Plasticine Arms and Butterfly Wings

Made of wire
covered by plasticine
she moves through the world
with awkward grace.

For decades, inside the sturdy sculpture
sits the child; head down, hands wrapped around her knees
she begins to awaken.

The scar tissue that solidly formed
and held her in place
weakens and gives way.

Lifting her head
she unfurls her arms from her knees
and sees that translucent butterfly wings
have taken the place of limbs
that atrophied long ago.

On wobbly legs, the child stands
and breaks all but one of the sinewy tendrils that were holding her down.

Moving to the edge of the wire
she calls and gently flaps her wings
capturing the attention of the figure
made of wire.

Plasticine arms instintively
touch the spot where the dormant child
lived in dark solitude.

Both fear, and confusion begin to emanate
off the plastic arms and beautiful wings.
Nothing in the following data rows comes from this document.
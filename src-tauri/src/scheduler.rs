use crate::due::due_within;
use crate::error::{AppError, AppResult};
use crate::notification::{Delivery, Notifier};
use crate::reminder::ReminderId;
use crate::storage::ReminderRepository;
use chrono::{Local, NaiveDateTime};
use log::{debug, error, info, warn};
use std::panic::{self, AssertUnwindSafe};
use std::sync::mpsc::{self, RecvTimeoutError};
use std::sync::{Arc, Mutex};
use std::thread::{self, JoinHandle};
use std::time::Duration;

/// Source of the local wall-clock time
pub trait Clock: Send + Sync {
    fn now(&self) -> NaiveDateTime;
}

pub struct LocalClock;

impl Clock for LocalClock {
    fn now(&self) -> NaiveDateTime {
        Local::now().naive_local()
    }
}

/// Outcome of one evaluation pass
#[derive(Debug, Clone, Default, PartialEq)]
pub struct TickReport {
    pub evaluated: usize,
    pub fired: Vec<(ReminderId, Delivery)>,
    /// Notifications that panicked or whose fire-state could not be persisted
    pub failures: usize,
}

struct TickRunner {
    reminders: Arc<ReminderRepository>,
    notifier: Arc<dyn Notifier>,
    clock: Arc<dyn Clock>,
    catch_up_minutes: u32,
    tick_lock: Mutex<()>,
}

impl TickRunner {
    fn reconfigured(&self, clock: Arc<dyn Clock>, catch_up_minutes: u32) -> Self {
        Self {
            reminders: self.reminders.clone(),
            notifier: self.notifier.clone(),
            clock,
            catch_up_minutes,
            tick_lock: Mutex::new(()),
        }
    }

    fn tick(&self) -> TickReport {
        // Manual ticks and the worker must not evaluate the same snapshot twice
        let _guard = self.tick_lock.lock().unwrap_or_else(|e| e.into_inner());

        let now = self.clock.now();
        let reminders = self.reminders.list();
        let due = due_within(now, &reminders, self.catch_up_minutes);
        debug!("Tick at {}: {} reminders, {} due", now, reminders.len(), due.len());

        let mut report = TickReport {
            evaluated: reminders.len(),
            ..TickReport::default()
        };

        for item in due {
            let reminder = item.reminder;
            let (title, body) = (reminder.title(), reminder.body());
            // A faulty notifier must not keep the other due reminders from firing. The
            // attempt still stamps the occurrence so it is not retried every tick.
            let delivery = match panic::catch_unwind(AssertUnwindSafe(|| {
                self.notifier.notify(&title, &body)
            })) {
                Ok(delivery) => {
                    info!(
                        "Reminder {} ({}) fired for {} via {:?}",
                        reminder.name, reminder.id, item.stamp, delivery
                    );
                    Some(delivery)
                }
                Err(_) => {
                    error!("Notifying reminder {} ({}) panicked", reminder.name, reminder.id);
                    report.failures += 1;
                    None
                }
            };

            match self.reminders.mark_fired(reminder.id, item.stamp) {
                Ok(true) => {
                    if let Some(delivery) = delivery {
                        report.fired.push((reminder.id, delivery));
                    }
                }
                Ok(false) => debug!("Reminder {} changed before it could be stamped", reminder.id),
                Err(e) => {
                    warn!("Failed to record firing of {}: {}", reminder.id, e);
                    report.failures += 1;
                }
            }
        }

        report
    }
}

struct Worker {
    stop_tx: mpsc::Sender<()>,
    thread: JoinHandle<()>,
}

/// Polls the reminder repository on a fixed cadence and notifies due reminders.
///
/// Idle until [`Scheduler::start`]; starting while running replaces the worker, so at
/// most one timer is ever armed.
pub struct Scheduler {
    runner: Arc<TickRunner>,
    interval: Duration,
    worker: Option<Worker>,
}

impl Scheduler {
    pub fn new(
        reminders: Arc<ReminderRepository>,
        notifier: Arc<dyn Notifier>,
        interval: Duration,
    ) -> Self {
        Self {
            runner: Arc::new(TickRunner {
                reminders,
                notifier,
                clock: Arc::new(LocalClock),
                catch_up_minutes: 0,
                tick_lock: Mutex::new(()),
            }),
            interval,
            worker: None,
        }
    }

    pub fn with_clock(mut self, clock: Arc<dyn Clock>) -> Self {
        let catch_up_minutes = self.runner.catch_up_minutes;
        self.runner = Arc::new(self.runner.reconfigured(clock, catch_up_minutes));
        self
    }

    /// Keep reminders due for `minutes` after their scheduled minute
    pub fn with_catch_up(mut self, minutes: u32) -> Self {
        let clock = self.runner.clock.clone();
        self.runner = Arc::new(self.runner.reconfigured(clock, minutes));
        self
    }

    pub fn is_running(&self) -> bool {
        self.worker.is_some()
    }

    pub fn interval(&self) -> Duration {
        self.interval
    }

    /// Arm the recurring timer, cancelling a previous one first
    pub fn start(&mut self) -> AppResult<()> {
        if self.interval.is_zero() {
            return Err(AppError::scheduler("poll interval must be greater than zero"));
        }
        if self.is_running() {
            self.stop();
        }

        let (stop_tx, stop_rx) = mpsc::channel::<()>();
        let runner = self.runner.clone();
        let interval = self.interval;

        let thread = thread::Builder::new()
            .name("reminder-scheduler".to_string())
            .spawn(move || loop {
                match stop_rx.recv_timeout(interval) {
                    Err(RecvTimeoutError::Timeout) => {
                        let outcome = panic::catch_unwind(AssertUnwindSafe(|| runner.tick()));
                        if outcome.is_err() {
                            error!("Reminder tick panicked, continuing with the next tick");
                        }
                    }
                    Ok(()) | Err(RecvTimeoutError::Disconnected) => break,
                }
            })
            .map_err(|e| AppError::scheduler(format!("failed to spawn scheduler thread: {}", e)))?;

        self.worker = Some(Worker { stop_tx, thread });
        info!("Reminder scheduler started, checking every {:?}", interval);
        Ok(())
    }

    pub fn stop(&mut self) {
        let Some(worker) = self.worker.take() else {
            return;
        };
        let _ = worker.stop_tx.send(());
        if worker.thread.join().is_err() {
            error!("Reminder scheduler thread panicked");
        }
        info!("Reminder scheduler stopped");
    }

    /// Pick up reminder changes without waiting for a process restart
    pub fn restart(&mut self) -> AppResult<()> {
        self.start()
    }

    /// Run one evaluation pass on the calling thread
    pub fn tick(&self) -> TickReport {
        self.runner.tick()
    }
}

impl Drop for Scheduler {
    fn drop(&mut self) {
        self.stop();
    }
}
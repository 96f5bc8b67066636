use serde::Serialize;
use std::fmt;

/// Application error types surfaced to UI collaborators.
#[derive(Debug, Clone, Serialize)]
#[serde(tag = "type", content = "message")]
pub enum AppError {
    /// Errors writing to the record store
    Storage(String),
    /// Errors related to user supplied data
    Validation(String),
    /// Errors from a native notification backend
    Notification(String),
    /// Errors resolving settings or data directories
    Config(String),
    /// Errors starting or stopping the reminder scheduler
    Scheduler(String),
}

impl fmt::Display for AppError {
    fn fmt(&self, f: &mut fmt::Formatter<'_>) -> fmt::Result {
        match self {
            AppError::Storage(msg) => write!(f, "Storage error: {}", msg),
            AppError::Validation(msg) => write!(f, "Validation error: {}", msg),
            AppError::Notification(msg) => write!(f, "Notification error: {}", msg),
            AppError::Config(msg) => write!(f, "Config error: {}", msg),
            AppError::Scheduler(msg) => write!(f, "Scheduler error: {}", msg),
        }
    }
}

impl std::error::Error for AppError {}

// Conversion to String for invoke command return types
impl From<AppError> for String {
    fn from(error: AppError) -> Self {
        error.to_string()
    }
}

impl From<std::io::Error> for AppError {
    fn from(error: std::io::Error) -> Self {
        AppError::Storage(error.to_string())
    }
}

impl From<serde_json::Error> for AppError {
    fn from(error: serde_json::Error) -> Self {
        AppError::Storage(error.to_string())
    }
}

// Convenience constructors
impl AppError {
    pub fn storage<S: Into<String>>(msg: S) -> Self {
        AppError::Storage(msg.into())
    }

    pub fn validation<S: Into<String>>(msg: S) -> Self {
        AppError::Validation(msg.into())
    }

    pub fn notification<S: Into<String>>(msg: S) -> Self {
        AppError::Notification(msg.into())
    }

    pub fn config<S: Into<String>>(msg: S) -> Self {
        AppError::Config(msg.into())
    }

    pub fn scheduler<S: Into<String>>(msg: S) -> Self {
        AppError::Scheduler(msg.into())
    }
}

/// Result type alias used across the crate
pub type AppResult<T> = Result<T, AppError>;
A sense of hope further weakens the wire
fueling the possibility of
wholeness, worthiness, and love.

Can the two become one?
Can the wire and plastic melt
into the flesh of humanness?

The child held down by that
last remaining chain
quietly sighs.

But, something has changed
There is a shift
and both the fearless child butterfly
and the awkwardly graceful plasticine adult
know that it is only a matter of time
before they are transformed and become one.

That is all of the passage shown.